Reguzzoni-Mauro, i bossiani non amati nella Lega

Sabato, 12 marzo 2011 - 13:00:00

Il caso del vicesindaco di Milano è emblematico. E' la cartina di tornasole di quanto sta accadendo all'interno del Carroccio. Veniamo subito ai fatti. Matteo Salvini lavora da quasi vent'anni all'ombra della Madonnina e sarebbe il candidato ideale per affiancare Letizia Moratti alla guida di Palazzo Marino. Peccato che con un colpo di scena Umberto Bossi in persona abbia stoppato il 'gianbburasca' padano (così lo definì anni fa l'attuale ministro Paolo Romani, allora coordinatore lombardo di Forza Italia). Che cosa c'è dietro? Semplice. La strettissima cerchia che affianca il Senatùr e che non lo lascia quasi mai ha stoppato il giovane Salvini. Chi sono? Marco Reguzzoni, ex presidente della Provincia di Varese e capogruppo leghista alla Camera, e Rosy Mauro, vicepresidente del Senato e leader del sindacato padano.

I due - fanno notare fonti del Carroccio - sono sempre vicini al capo e non lo mollano un minuto. Fanno parte dei fedelissimi non per meriti conquistati sul campo, dicono i maligni, ma perché appiccicati al segretario federale. Tanto da diventare con una carriera fulminea presidente dei deputati e vice di Schifani. L'obiettivo di Reguzzoni e Mauro, ai quali si affianca il veneto Federico Bricolo (capogruppo al Senato, altra ascesa rapidissima), è quello di fare terra bruciata e di indebolire tutti gli altri colonnelli leghisti, in modo tale da essere gli unici depositari del Bossi-pensiero e in prospettiva candidarsi per la guida del movimento. E sarebbero stati proprio loro tre a convincere il Senatùr a stoppare il buon Salvini. A Milano a questo punto la situazione è complessa. In città non c'è nessun altro in grado di poter fare da vice alla Moratti e Davide Boni non ha alcuna intenzione di lasciare la presidenza Consiglio regionale lombardo. La stessa ipotesi Mauro sarebbe stata messa in giro ad arte dai bossiani e non avrebbe il consenso necessario del partito a livello territoriale.

L'unica soluzione possibile è un personaggio al di fuori degli schieramenti interni, ovvero Roberto Castelli.

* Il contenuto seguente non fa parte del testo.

//! Client (S/MIME) certificate lifecycle endpoints.

use crate::{CertManagerClient, PollConfig};
use certmgr_core::{
    validate_custom_fields, validate_reason, CertManagerError, CertType, CertTypeCatalog,
    CertificateRef, CollectFormat, CustomField, EnrollRequest, OrderReference, RenewTarget,
    Result, RevocationReason, SmimeCertificate, SmimeFilter, PENDING_CODES, REVOKED_CODES,
};
use futures_util::stream::BoxStream;
use serde::Serialize;
use std::sync::Arc;
use std::time::Duration;
use tokio::sync::OnceCell;
use tracing::{debug, info, instrument};

#[derive(Serialize)]
#[serde(rename_all = "camelCase")]
struct EnrollPayload<'a> {
    org_id: u64,
    csr: &'a str,
    cert_type: u64,
    term: u32,
    email: &'a str,
    #[serde(skip_serializing_if = "Option::is_none")]
    phone: Option<&'a str>,
    #[serde(skip_serializing_if = "is_empty_slice")]
    secondary_emails: &'a [String],
    #[serde(skip_serializing_if = "Option::is_none")]
    first_name: Option<&'a str>,
    #[serde(skip_serializing_if = "Option::is_none")]
    middle_name: Option<&'a str>,
    #[serde(skip_serializing_if = "Option::is_none")]
    last_name: Option<&'a str>,
    #[serde(skip_serializing_if = "Option::is_none")]
    common_name: Option<&'a str>,
    #[serde(skip_serializing_if = "Option::is_none")]
    eppn: Option<&'a str>,
    #[serde(skip_serializing_if = "Option::is_none")]
    upn: Option<&'a str>,
    #[serde(skip_serializing_if = "is_empty_slice")]
    custom_fields: &'a [CustomField],
}

#[derive(Serialize)]
struct ReplacePayload<'a> {
    csr: &'a str,
    reason: &'a str,
    revoke: bool,
}

#[derive(Serialize)]
#[serde(rename_all = "camelCase")]
struct RevokePayload<'a> {
    reason: &'a str,
    #[serde(skip_serializing_if = "Option::is_none")]
    reason_code: Option<u8>,
}

#[derive(Serialize)]
struct RevokeByEmailPayload<'a> {
    email: &'a str,
    reason: &'a str,
}

/// Client certificate endpoints
///
/// Holds the certificate type catalog once it has been fetched; the
/// catalog is never refreshed for the lifetime of this value.
pub struct SmimeApi {
    client: CertManagerClient,
    types: OnceCell<Arc<CertTypeCatalog>>,
}

impl SmimeApi {
    pub(crate) fn new(client: CertManagerClient) -> Self {
        Self {
            client,
            types: OnceCell::new(),
        }
    }

    /// Certificate types available to the account, fetched on first use
    pub async fn types(&self) -> Result<Arc<CertTypeCatalog>> {
        self.types
            .get_or_try_init(|| async {
                let types: Vec<CertType> = self.client.get(&["smime", "v1", "types"], &[]).await?;
                debug!(count = types.len(), "fetched certificate types");
                Ok::<_, CertManagerError>(Arc::new(types.into_iter().collect()))
            })
            .await
            .map(Arc::clone)
    }

    /// List client certificates matching a filter
    pub fn list(&self, filter: &SmimeFilter) -> BoxStream<'_, Result<SmimeCertificate>> {
        self.client.paginate(&["smime", "v2"], filter.to_query())
    }

    /// List client certificates of the person with the given e-mail
    pub async fn list_by_email(&self, email: &str) -> Result<Vec<SmimeCertificate>> {
        require_non_empty("email", email)?;
        self.client
            .get(&["smime", "v2", "byPersonEmail", email], &[])
            .await
    }

    /// Enroll a client certificate
    ///
    /// The type name and term are checked against the catalog and the
    /// custom fields are checked locally before the request is sent.
    pub async fn enroll(&self, request: &EnrollRequest) -> Result<OrderReference> {
        self.enroll_inner(request, None).await
    }

    /// Enroll a client certificate with a timeout for the enroll request
    pub async fn enroll_with_timeout(
        &self,
        request: &EnrollRequest,
        timeout: Duration,
    ) -> Result<OrderReference> {
        self.enroll_inner(request, Some(timeout)).await
    }

    #[instrument(skip(self, request), fields(cert_type = %request.cert_type_name, term = request.term))]
    async fn enroll_inner(
        &self,
        request: &EnrollRequest,
        timeout: Option<Duration>,
    ) -> Result<OrderReference> {
        validate_custom_fields(&request.custom_fields)?;
        let catalog = self.types().await?;
        let cert_type = catalog.resolve(&request.cert_type_name, request.term)?;

        let payload = EnrollPayload {
            org_id: request.org_id,
            csr: request.csr.trim_end(),
            cert_type: cert_type.id,
            term: request.term,
            email: &request.email,
            phone: request.phone.as_deref(),
            secondary_emails: &request.secondary_emails,
            first_name: request.first_name.as_deref(),
            middle_name: request.middle_name.as_deref(),
            last_name: request.last_name.as_deref(),
            common_name: request.common_name.as_deref(),
            eppn: request.eppn.as_deref(),
            upn: request.upn.as_deref(),
            custom_fields: &request.custom_fields,
        };

        let order: OrderReference = self
            .client
            .post(&["smime", "v1", "enroll"], &payload, timeout)
            .await?;
        info!(cert_id = %order.backend_cert_id, "enrolled certificate");
        Ok(order)
    }

    /// Collect an issued certificate
    ///
    /// Fails with [`CertManagerError::Pending`] while issuance is running
    /// and with [`CertManagerError::Revoked`] if the certificate was
    /// revoked first.
    #[must_use]
    pub fn collect(&self, cert_id: impl Into<String>) -> CollectRequestBuilder<'_> {
        CollectRequestBuilder::new(self, cert_id.into())
    }

    /// Collect a certificate, polling while it is pending
    ///
    /// Returns the certificate body, the first error that is not
    /// `Pending`, or the last `Pending` once `poll.max_attempts` calls
    /// have been made.
    pub async fn collect_when_ready(
        &self,
        cert_id: &str,
        format: Option<CollectFormat>,
        poll: &PollConfig,
    ) -> Result<Vec<u8>> {
        let max_attempts = poll.max_attempts.max(1);
        let mut attempt = 0;

        loop {
            let mut request = self.collect(cert_id);
            if let Some(format) = format {
                request = request.format(format);
            }

            match request.send().await {
                Err(err) if err.is_pending() => {
                    attempt += 1;
                    if attempt >= max_attempts {
                        return Err(err);
                    }
                    let delay = poll.backoff_for(attempt - 1);
                    debug!(cert_id, attempt, ?delay, "certificate pending, waiting");
                    tokio::time::sleep(delay).await;
                }
                other => return other,
            }
        }
    }

    /// Replace the key material of an existing certificate
    ///
    /// `reason` may be empty but is limited to 511 characters.
    pub async fn replace(&self, cert_id: &str, csr: &str, reason: &str, revoke: bool) -> Result<()> {
        require_non_empty("cert_id", cert_id)?;
        require_non_empty("csr", csr)?;
        validate_reason(reason, true)?;

        self.client
            .post_ack(
                &["smime", "v2", "replace", "order", cert_id],
                &ReplacePayload { csr, reason, revoke },
            )
            .await
    }

    /// Renew a certificate by order or serial number
    pub async fn renew(&self, target: &RenewTarget) -> Result<OrderReference> {
        let (kind, value) = match target {
            RenewTarget::OrderNumber(order) => ("order", order.as_str()),
            RenewTarget::Serial(serial) => ("serial", serial.as_str()),
        };
        self.client
            .post_bare(&["smime", "v2", "renew", kind, value])
            .await
    }

    /// Revoke a certificate by ID or serial number
    ///
    /// `reason` must be 1 to 511 characters.
    pub async fn revoke(
        &self,
        certificate: &CertificateRef,
        reason_code: Option<RevocationReason>,
        reason: &str,
    ) -> Result<()> {
        validate_reason(reason, false)?;

        let (kind, value) = match certificate {
            CertificateRef::CertId(id) => ("order", id.as_str()),
            CertificateRef::Serial(serial) => ("serial", serial.as_str()),
        };
        let payload = RevokePayload {
            reason,
            reason_code: reason_code.map(RevocationReason::code),
        };

        self.client
            .post_ack(&["smime", "v1", "revoke", kind, value], &payload)
            .await?;
        info!(?certificate, "revoked certificate");
        Ok(())
    }

    /// Revoke every certificate issued to the given e-mail
    pub async fn revoke_by_email(&self, email: &str, reason: &str) -> Result<()> {
        require_non_empty("email", email)?;
        validate_reason(reason, false)?;

        self.client
            .post_ack(
                &["smime", "v1", "revoke"],
                &RevokeByEmailPayload { email, reason },
            )
            .await?;
        info!(email, "revoked certificates by e-mail");
        Ok(())
    }
}

/// Builder for collection requests
pub struct CollectRequestBuilder<'a> {
    api: &'a SmimeApi,
    cert_id: String,
    format: Option<CollectFormat>,
    timeout: Option<Duration>,
}

impl<'a> CollectRequestBuilder<'a> {
    fn new(api: &'a SmimeApi, cert_id: String) -> Self {
        Self {
            api,
            cert_id,
            format: None,
            timeout: None,
        }
    }

    /// Request a specific output format
    #[must_use]
    pub const fn format(mut self, format: CollectFormat) -> Self {
        self.format = Some(format);
        self
    }

    /// Override the request timeout for this call
    #[must_use]
    pub const fn timeout(mut self, timeout: Duration) -> Self {
        self.timeout = Some(timeout);
        self
    }

    /// Execute the request
    ///
    /// The body is returned as sent by the server: PEM or base64 text for
    /// the textual formats, DER for [`CollectFormat::Binary`].
    pub async fn send(self) -> Result<Vec<u8>> {
        require_non_empty("cert_id", &self.cert_id)?;

        let mut params = Vec::new();
        if let Some(format) = self.format {
            params.push(("format", format.as_str().to_string()));
        }

        self.api
            .client
            .get_bytes(
                &["smime", "v1", "collect", self.cert_id.as_str()],
                &params,
                self.timeout,
            )
            .await
            .map_err(|err| classify_collect_error(&self.cert_id, err))
    }
}

/// Map API error codes on a failed collection to the expected states.
fn classify_collect_error(cert_id: &str, err: CertManagerError) -> CertManagerError {
    match err.api_code() {
        Some(code) if REVOKED_CODES.contains(&code) => CertManagerError::Revoked {
            cert_id: cert_id.to_string(),
        },
        Some(code) if PENDING_CODES.contains(&code) => CertManagerError::Pending {
            cert_id: cert_id.to_string(),
        },
        _ => err,
    }
}

fn is_empty_slice<T>(items: &&[T]) -> bool {
    items.is_empty()
}

fn require_non_empty(name: &str, value: &str) -> Result<()> {
    if value.is_empty() {
        return Err(CertManagerError::InvalidArgument(format!(
            "argument '{name}' can't be empty"
        )));
    }
    Ok(())
}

Dopo il flop alle Comunali di Lecco, l'ex Guardasigilli ha la statura e l'autorevolezza politica per diventare una sorta di pro-sindaco, come voleva paradossalmente Ignazio La Russa, e soprattutto da vice-ministro alle Infrastrutture con delega all'Expo può garantire molto più di Salvini fondi e risorse per Milano in vista dell'appuntamento cruciale del 2015. Anche se dall'entourage di Castelli trapela un netta contrarietà all'ipotesi meneghina e si sottolinea come questa eventualità "non sia nemmeno mai stata presa in considerazione dal segretario federale. Tanto che nel vertice di lunedì scorso non si è discusso della questione del vice-sindaco di Milano". 

Ma quanto contano veramente Reguzzoni-Mauro-Bricolo? Pochissimo. Sempre la stessa fonte leghista spiega che non valgono più del 5% del movimento e dei segretari locali. In sostanza la loro forza è quella di stare al fianco del capo.  La stragrande maggioranza della base della Lega - dal Piemonte al Veneto passando per la Lombardia - sta con Roberto Maroni e con Giancarlo Giorgetti, più che mai uniti in questa fase. Con loro anche i Governatori Luca Zaia e Roberto Cota, oltre all'emiliano Angelo Alessandri. Diversa la posizione di Roberto Calderoli, il quale "ondeggia" da una parte all'altra e interpreta il sentiment più governativo e filo-berlusconiano del Carroccio. Ma in termini di amministratori locali non è certo al livello di Maroni e Giorgetti. E Francesco Speroni? Il capo-delegazione del movimento all'Europarlamento, pur essendo il suocero di Reguzzoni, è completamente fuori dai giochi. Non partecipa alle riunioni che contano e, tanto per fare un esempio, ha saputo dello stop a Salvini da parte di Bossi dai giornali, mentre stava a Bruxelles.